As online delivery technology grows, so does the competition among large grocery stores. Supermarkets might have experience in delivering great customer service in their stores, but when it comes to online shopping, most fail to offer that same level of service.
Whether it’s higher prices, selling stale vegetables or late deliveries, each company seems to have their own flaws they’ll need to improve. As an active online shopper, I’ve tried many of these online grocery services and here are my experiences.
Peapod has the most advance search and filtering capabilities among the ones on my list. As seen in the image above, their sort and filters allow you to quickly see the products that meet your needs. Product descriptions include cooking instructions, ingredients and nutritional information. Overall, the prices are cheaper than AmazonFresh and the quality is really good.
The delivery time has been accurate for me most of the time. Though it also depends on the time slot you choose and if you choose a less convenient time frame (for example 10am-noon on a Wednesday) it gives you a discount. The drivers are really nice and professional. They never make you feel rushed as they help you get your groceries in the door. The packaging is sorted by product category and well stacked in the bags.
I first started using AmazonFresh when they first launched. The online experience was great and things were promising until they delivered my order. Every single thing was wrapped up in cooler bags, which felt like excessive packaging, but not a deal breaker. I opened the bags and oh my! Most of the produce I ordered was soggy and looked miniature compared to the actual photos on their site. Some of my order was missing and replaced with random things that I didn’t order. I wanted to review my experience on their site, however my review got deleted. Seemed as though Amazon didn’t want it’s potential customers to know my bad experience.
After Amazon acquired Whole Foods, I decided to try their services again. Things seemed to improve a little. The quality of their produce was great compared to my past orders. Instead of coolers bags, they delivered my order in large paper bags with cold ice packs in them. This time the packaging was more manageable but I didn’t like the way they put the raw foods and ready-to-eat foods all in one place.
Another thing to note is that they make deliveries in unmarked cars. It was very strange to me that the drivers handed me my Amazon packages at my door and took off as fast as they could.
The Bad 2
Jet.com is like Walmart’s way of reaching wealthy young millennials in urban cities. From the pretty packaging to the well designed marketing campaigns, Jet keeps their brand identity well designed and consistent. Although my overall shopping experience was pleasant, their product items lack information. Users really appreciate it when retailers show all available product information: stock availability, ingredients, nutritional info, weight, descriptions, photos, etc. Since the users don’t have the ability to grab the item and peek around the packaging, retailers should include as many details as they can.

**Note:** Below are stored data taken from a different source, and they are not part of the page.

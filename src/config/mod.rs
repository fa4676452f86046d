// Configuration module entry point
// Manages application configuration and shared runtime state

mod state;
mod types;

use std::net::SocketAddr;

// Re-export public types
pub use state::AppState;
pub use types::{Config, LoggingConfig, PerformanceConfig, RoutingConfig, ServerConfig};

impl Config {
    /// Load configuration from "config.toml" in the working directory,
    /// falling back to built-in defaults for anything not set.
    pub fn load() -> Result<Self, config::ConfigError> {
        Self::load_from("config")
    }

    /// Load configuration from the specified file path (without extension)
    pub fn load_from(config_path: &str) -> Result<Self, config::ConfigError> {
        let settings = config::Config::builder()
            .add_source(config::File::with_name(config_path).required(false))
            .add_source(config::Environment::with_prefix("SERVER"))
            .set_default("server.host", "127.0.0.1")?
            .set_default("server.port", 8081)?
            .set_default("server.workers", 10)?
            .set_default("routing.dynamic_prefix", "/app")?
            .set_default("routing.document_root", "webroot")?
            .set_default("routing.index_files", vec!["index.html"])?
            .set_default("logging.level", "info")?
            .set_default("logging.access_log", true)?
            .set_default("performance.read_timeout", 30)?
            .set_default("performance.write_timeout", 30)?
            .build()?;

        settings.try_deserialize()
    }

    pub fn get_socket_addr(&self) -> Result<SocketAddr, String> {
        format!("{}:{}", self.server.host, self.server.port)
            .parse()
            .map_err(|e| format!("Invalid address: {e}"))
    }
}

They use an excessive amount of packaging for every single thing they ship! The big cardboard box is stuffed with plastic-wrapped insulation pads and bunch of cold ice packs. Each box was heavy and clumsy to carry. I had to make multiple trips to carry all the boxes to my third floor apartment. Since their target audience, millennials, are more likely to live apartments, the packages should be designed to be easy to move around. I don’t want my eggs to be broken but I also don’t want to spend hours to break down cardboard boxes and sort them out for recycling. Pretty packages doesn’t solve user problems, functional products do.
Shoprite from Home
Prices are significantly cheaper with Shoprite from Home. Though their delivery fee evens it out since it was an extra $20.00, they have nothing to offer: expensive delivery, bad customer service, bad UX.
The first bad interaction started when the site kept logging me out and they have no option to save the password. The ui lacks confirmation dialogs and has way too many steps to complete basic tasks: sign in, view account, update cart. The checkout process is overly complicated and takes a long time to fill out all the required information.
Their delivery slots are not user friendly at all. You need to choose a time range and you have to be present during the delivery. There is no notification or text update service so you have to wait up to three hours for your order to be delivered.
Once I received my order, I noticed that multiple items were missing. I called their customer service and was on hold for 20 min. I kept getting disconnected from the customer service so I had to call back and repeat the same process each time. I finally got connected with someone and they agreed to deliver my missing items. I waited another two hours only to find that some items from my order were still missing. When I called back, the person on the line said the next delivery can’t happen today. After wasting so much time talking, I decided to get my money back instead. They agreed but didn’t send me a confirmation email or online receipt stating the refund.
In order to keep up with the growing market, supermarkets need to make serious improvements to their services. When it comes to online shopping the term user experience extends well beyond our screens and digital products. Retailers should emphasize this by focusing on the entire customer journey not just the on-screen experience.